Unter uns Schwester gibt es die Freiheit der Tracht und der Teilnahme an den Riten. Es ist erstaunlich und gibt einem ein Gefühl der Vertrautheit, an einer Zeremonie teilzunehmen. Sich auf den Glauben der Nativos einzulassen ist nicht gefährlich. Es führt zu vermehrter Achtung. Einige Geistliche hier in Peru, ja, einige, trinken in ihrem Urlaub Ayahuasca. Sie fahren irgendwohin, wo sie niemand kennt, und nehmen eine Auszeit. Es liegt etwas unleugbar Spirituelles in dieser Medizin. Man kommt weg vom Zwang des Denkens und der Rechtfertigung.
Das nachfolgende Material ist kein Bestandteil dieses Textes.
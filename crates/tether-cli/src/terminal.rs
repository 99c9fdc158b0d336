//! Interactive raw-mode terminal attached to a session

use std::io::{Stdout, Write};
use std::sync::atomic::{AtomicBool, Ordering};
use std::sync::Arc;
use std::time::Duration;

use anyhow::{Context, Result};
use crossterm::event::{
    self, DisableBracketedPaste, EnableBracketedPaste, Event, KeyCode, KeyEvent, KeyEventKind,
    KeyModifiers,
};
use crossterm::terminal::{disable_raw_mode, enable_raw_mode};
use tokio::sync::mpsc;

use tether_core::{ErrorCode, SessionError, SessionId};
use tether_ssh::{OutputStream, SessionRegistry, StreamEnd};

use crate::output::print_notice;

/// How an interactive session ended
#[derive(Debug)]
pub enum SessionEnd {
    /// The user pressed Ctrl+]
    Detached,
    /// The remote shell exited
    Closed,
    /// The connection dropped and reconnecting was disabled
    Lost(String),
    /// Reconnecting failed for good
    Failed(SessionError),
}

/// Restores cooked mode when dropped
struct RawModeGuard;

impl RawModeGuard {
    fn enter() -> std::io::Result<Self> {
        enable_raw_mode()?;
        let _ = crossterm::execute!(std::io::stdout(), EnableBracketedPaste);
        Ok(Self)
    }
}

impl Drop for RawModeGuard {
    fn drop(&mut self) {
        let _ = crossterm::execute!(std::io::stdout(), DisableBracketedPaste);
        let _ = disable_raw_mode();
    }
}

/// Terminal events read on a blocking thread
struct EventReader {
    events: mpsc::Receiver<Event>,
    stop: Arc<AtomicBool>,
}

impl EventReader {
    fn spawn() -> Self {
        let (event_tx, events) = mpsc::channel::<Event>(256);
        let stop = Arc::new(AtomicBool::new(false));

        let stopped = Arc::clone(&stop);
        tokio::task::spawn_blocking(move || {
            while !stopped.load(Ordering::Relaxed) {
                match event::poll(Duration::from_millis(10)) {
                    Ok(true) => match event::read() {
                        Ok(evt) => {
                            if event_tx.blocking_send(evt).is_err() {
                                break;
                            }
                        }
                        Err(e) => {
                            tracing::debug!("Terminal event read failed: {}", e);
                            break;
                        }
                    },
                    Ok(false) => {}
                    Err(e) => {
                        tracing::debug!("Terminal event poll failed: {}", e);
                        break;
                    }
                }
            }
        });

        Self { events, stop }
    }

    async fn next(&mut self) -> Option<Event> {
        self.events.recv().await
    }
}

impl Drop for EventReader {
    fn drop(&mut self) {
        self.stop.store(true, Ordering::Relaxed);
    }
}

enum Pump {
    Detached,
    Ended,
}

enum Recovery {
    Reconnected,
    Detached,
    GaveUp(SessionError),
}

/// Interactive terminal bound to one registered session
pub struct TerminalSession<'a> {
    registry: &'a SessionRegistry,
    id: SessionId,
    auto_reconnect: bool,
}

impl<'a> TerminalSession<'a> {
    pub fn new(registry: &'a SessionRegistry, id: SessionId, auto_reconnect: bool) -> Self {
        Self {
            registry,
            id,
            auto_reconnect,
        }
    }

    /// Run until the user detaches or the session ends
    pub async fn run(self) -> Result<SessionEnd> {
        let _raw = RawModeGuard::enter().context("Failed to enable raw terminal mode")?;
        let mut events = EventReader::spawn();
        let mut stdout = std::io::stdout();

        loop {
            let Some(mut output) = self.registry.output_stream(self.id) else {
                return Ok(SessionEnd::Closed);
            };
            self.sync_size().await;

            if let Pump::Detached = self.pump(&mut events, &mut output, &mut stdout).await? {
                return Ok(SessionEnd::Detached);
            }

            match output.end_reason() {
                Some(StreamEnd::Error(reason)) if self.auto_reconnect => {
                    print_notice(&format!("Connection lost: {}", reason));
                    match self.recover(&mut events).await {
                        Recovery::Reconnected => print_notice("Reconnected"),
                        Recovery::Detached => return Ok(SessionEnd::Detached),
                        Recovery::GaveUp(err) => return Ok(SessionEnd::Failed(err)),
                    }
                }
                Some(StreamEnd::Error(reason)) => return Ok(SessionEnd::Lost(reason)),
                _ => return Ok(SessionEnd::Closed),
            }
        }
    }

    /// Copy output to the screen and keystrokes to the shell until the
    /// stream ends
    async fn pump(
        &self,
        events: &mut EventReader,
        output: &mut OutputStream,
        stdout: &mut Stdout,
    ) -> Result<Pump> {
        loop {
            tokio::select! {
                chunk = output.next_chunk() => match chunk {
                    Some(data) => {
                        stdout.write_all(&data)?;
                        stdout.flush()?;
                    }
                    None => return Ok(Pump::Ended),
                },
                evt = events.next() => match evt {
                    Some(evt) => {
                        if self.handle_event(evt).await {
                            return Ok(Pump::Detached);
                        }
                    }
                    None => return Ok(Pump::Detached),
                },
            }
        }
    }

    /// Forward one terminal event. Returns true on the detach key.
    async fn handle_event(&self, evt: Event) -> bool {
        match evt {
            Event::Key(KeyEvent { kind, .. }) if kind == KeyEventKind::Release => {}
            Event::Key(KeyEvent {
                code, modifiers, ..
            }) => {
                if is_detach(code, modifiers) {
                    return true;
                }
                let data = key_to_bytes(code, modifiers);
                if !data.is_empty() {
                    self.send(data).await;
                }
            }
            Event::Paste(text) => self.send(text.into_bytes()).await,
            Event::Resize(cols, rows) => {
                if let Err(e) = self.registry.resize(self.id, cols, rows).await {
                    tracing::debug!("Resize to {}x{} failed: {}", cols, rows, e);
                }
            }
            _ => {}
        }
        false
    }

    async fn send(&self, data: Vec<u8>) {
        if let Err(e) = self.registry.write(self.id, data).await {
            tracing::debug!("Dropping input: {}", e);
        }
    }

    async fn sync_size(&self) {
        if let Ok((cols, rows)) = crossterm::terminal::size() {
            if let Err(e) = self.registry.resize(self.id, cols, rows).await {
                tracing::debug!("Initial resize failed: {}", e);
            }
        }
    }

    /// Drive reconnect attempts until one succeeds, the session gives up
    /// or the user detaches. Input typed meanwhile is discarded.
    async fn recover(&self, events: &mut EventReader) -> Recovery {
        let Some(session) = self.registry.get(self.id) else {
            return Recovery::GaveUp(SessionError::unknown("Session closed"));
        };

        loop {
            let before = session.reconnect_attempt();
            print_notice(&format!(
                "Reconnecting (attempt {}), press Ctrl+] to give up",
                before + 1
            ));

            let reconnect = session.reconnect();
            tokio::pin!(reconnect);
            let result = loop {
                tokio::select! {
                    result = &mut reconnect => break result,
                    evt = events.next() => match evt {
                        Some(Event::Key(KeyEvent { code, modifiers, kind, .. }))
                            if kind != KeyEventKind::Release && is_detach(code, modifiers) =>
                        {
                            return Recovery::Detached;
                        }
                        Some(_) => {}
                        None => return Recovery::Detached,
                    },
                }
            };

            match result {
                Ok(()) => return Recovery::Reconnected,
                Err(err) if matches!(err.code, ErrorCode::AuthFailed | ErrorCode::KeyNotFound) => {
                    return Recovery::GaveUp(err);
                }
                // The attempt counter only stays put once the cap is reached
                Err(err) if session.reconnect_attempt() == before => {
                    return Recovery::GaveUp(err);
                }
                Err(err) => print_notice(&format!("Reconnect failed: {}", err)),
            }
        }
    }
}

fn is_detach(code: KeyCode, modifiers: KeyModifiers) -> bool {
    modifiers.contains(KeyModifiers::CONTROL) && code == KeyCode::Char(']')
}

/// Encode a key press the way an xterm-compatible terminal would
pub fn key_to_bytes(code: KeyCode, modifiers: KeyModifiers) -> Vec<u8> {
    use KeyCode::*;

    let mut bytes = match code {
        Char(c) if modifiers.contains(KeyModifiers::CONTROL) => match c.to_ascii_lowercase() {
            // Ctrl+A = 0x01 through Ctrl+Z = 0x1a
            c @ 'a'..='z' => vec![c as u8 - b'a' + 1],
            ' ' | '@' | '2' => vec![0x00],
            '[' | '3' => vec![0x1b],
            '\\' | '4' => vec![0x1c],
            ']' | '5' => vec![0x1d],
            '^' | '6' => vec![0x1e],
            '_' | '7' | '/' => vec![0x1f],
            '8' | '?' => vec![0x7f],
            _ => c.to_string().into_bytes(),
        },
        Char(c) => c.to_string().into_bytes(),
        Enter => vec![b'\r'],
        Tab => vec![b'\t'],
        BackTab => b"\x1b[Z".to_vec(),
        Backspace => vec![0x7f],
        Esc => vec![0x1b],
        Up => b"\x1b[A".to_vec(),
        Down => b"\x1b[B".to_vec(),
        Right => b"\x1b[C".to_vec(),
        Left => b"\x1b[D".to_vec(),
        Home => b"\x1b[H".to_vec(),
        End => b"\x1b[F".to_vec(),
        PageUp => b"\x1b[5~".to_vec(),
        PageDown => b"\x1b[6~".to_vec(),
        Delete => b"\x1b[3~".to_vec(),
        Insert => b"\x1b[2~".to_vec(),
        F(n) => match n {
            1 => b"\x1bOP".to_vec(),
            2 => b"\x1bOQ".to_vec(),
            3 => b"\x1bOR".to_vec(),
            4 => b"\x1bOS".to_vec(),
            5 => b"\x1b[15~".to_vec(),
            6 => b"\x1b[17~".to_vec(),
            7 => b"\x1b[18~".to_vec(),
            8 => b"\x1b[19~".to_vec(),
            9 => b"\x1b[20~".to_vec(),
            10 => b"\x1b[21~".to_vec(),
            11 => b"\x1b[23~".to_vec(),
            12 => b"\x1b[24~".to_vec(),
            _ => vec![],
        },
        _ => vec![],
    };

    // Alt sends ESC before the key
    if modifiers.contains(KeyModifiers::ALT) && !bytes.is_empty() {
        bytes.insert(0, 0x1b);
    }
    bytes
}

#[cfg(test)]
mod tests {
    use super::*;

    #[test]
    fn test_plain_characters() {
        assert_eq!(key_to_bytes(KeyCode::Char('a'), KeyModifiers::NONE), b"a");
        assert_eq!(key_to_bytes(KeyCode::Char('A'), KeyModifiers::SHIFT), b"A");
        assert_eq!(
            key_to_bytes(KeyCode::Char('é'), KeyModifiers::NONE),
            "é".as_bytes()
        );
    }

    #[test]
    fn test_control_characters() {
        assert_eq!(key_to_bytes(KeyCode::Char('c'), KeyModifiers::CONTROL), [0x03]);
        assert_eq!(key_to_bytes(KeyCode::Char('D'), KeyModifiers::CONTROL), [0x04]);
        assert_eq!(key_to_bytes(KeyCode::Char(' '), KeyModifiers::CONTROL), [0x00]);
        assert_eq!(key_to_bytes(KeyCode::Char('\\'), KeyModifiers::CONTROL), [0x1c]);
    }

    #[test]
    fn test_alt_prefixes_escape() {
        assert_eq!(key_to_bytes(KeyCode::Char('b'), KeyModifiers::ALT), b"\x1bb");
        assert_eq!(key_to_bytes(KeyCode::Left, KeyModifiers::ALT), b"\x1b\x1b[D");
        assert!(key_to_bytes(KeyCode::Null, KeyModifiers::ALT).is_empty());
    }

    #[test]
    fn test_special_keys() {
        assert_eq!(key_to_bytes(KeyCode::Enter, KeyModifiers::NONE), b"\r");
        assert_eq!(key_to_bytes(KeyCode::Backspace, KeyModifiers::NONE), [0x7f]);
        assert_eq!(key_to_bytes(KeyCode::Up, KeyModifiers::NONE), b"\x1b[A");
        assert_eq!(key_to_bytes(KeyCode::F(5), KeyModifiers::NONE), b"\x1b[15~");
        assert!(key_to_bytes(KeyCode::F(13), KeyModifiers::NONE).is_empty());
    }

    #[test]
    fn test_detach_key() {
        assert!(is_detach(KeyCode::Char(']'), KeyModifiers::CONTROL));
        assert!(!is_detach(KeyCode::Char(']'), KeyModifiers::NONE));
        assert!(!is_detach(KeyCode::Char('c'), KeyModifiers::CONTROL));
    }
}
Als wir sahen, wie der deutsche Ratzinger zum Papst ausgerufen wurde, waren wir Schwestern – und ich glaube, auch die beiden Spanier – enttäuscht. Zu gern hätten wir uns einen Brasilianer gewünscht. Die Zeit ist reif für einen Südamerikaner! Warum nicht auch ein Mexikaner? Wo wächst denn die Kirche, wenn nicht in Lateinamerika? Aber welchen Stellenwert hat denn Lateinamerika in der Welt? Keinen! Lateinamerika ist einfach suspekt. Sehen sie doch, hier in Peru gibt es Leute, die sich in der Osterwoche mit einer Dornenkrone ans Kreuz binden lassen. Manche geisseln sich selbst. Da sagt Europa zurecht, mit solchen Verrückten wollen wir nichts zu tun haben. Aber eigentlich sollten sie ehrlich sein und sagen, mit diesen Armen wollen wir nichts zu tun haben, denn diese Leute hier haben nichts als ihre religiöse Verzweiflung. Schauen Sie doch, wie die Einwohner hier leben. Glauben sie, diese Leute sind gottlos, nur weil sie wie die Hunde leben, in Barracken, anspruchslos? Sehen Sie doch nur diese Kinder an. Baden wie die Fische, liegen bei Regen im Rinnsal, hüpfen herum.
Hier kann man nicht einfach anfangen zu predigen. Hier muß man mitleben und danach trachten, ein guter Mensch zu werden."
(Schwester Rozanna de Natividad, 2007)
"Missionar zu sein in Afrika kann einem das Leben retten oder es einen kosten. In jedem Fall aber stirbt man früher. Zum Glück gewinnt man die Gelassenheit, es so hinzunehmen. Man stirbt für eine Liebe. Das ist Nachfolge. Christus am Kreuz sagt mir, es ist keine Schande, im Dienst am Menschen zu sterben, und sei es frühzeitig. Die Kreuzesaufrichtung sagt mir, es soll dir nicht erspart sein, für deine Überzeugung zu sterben. Genau betrachtet ist das der einzige Sinn, den ich finde. Und erst recht ist es ein Mysterium, an die Auferstehung glauben zu können."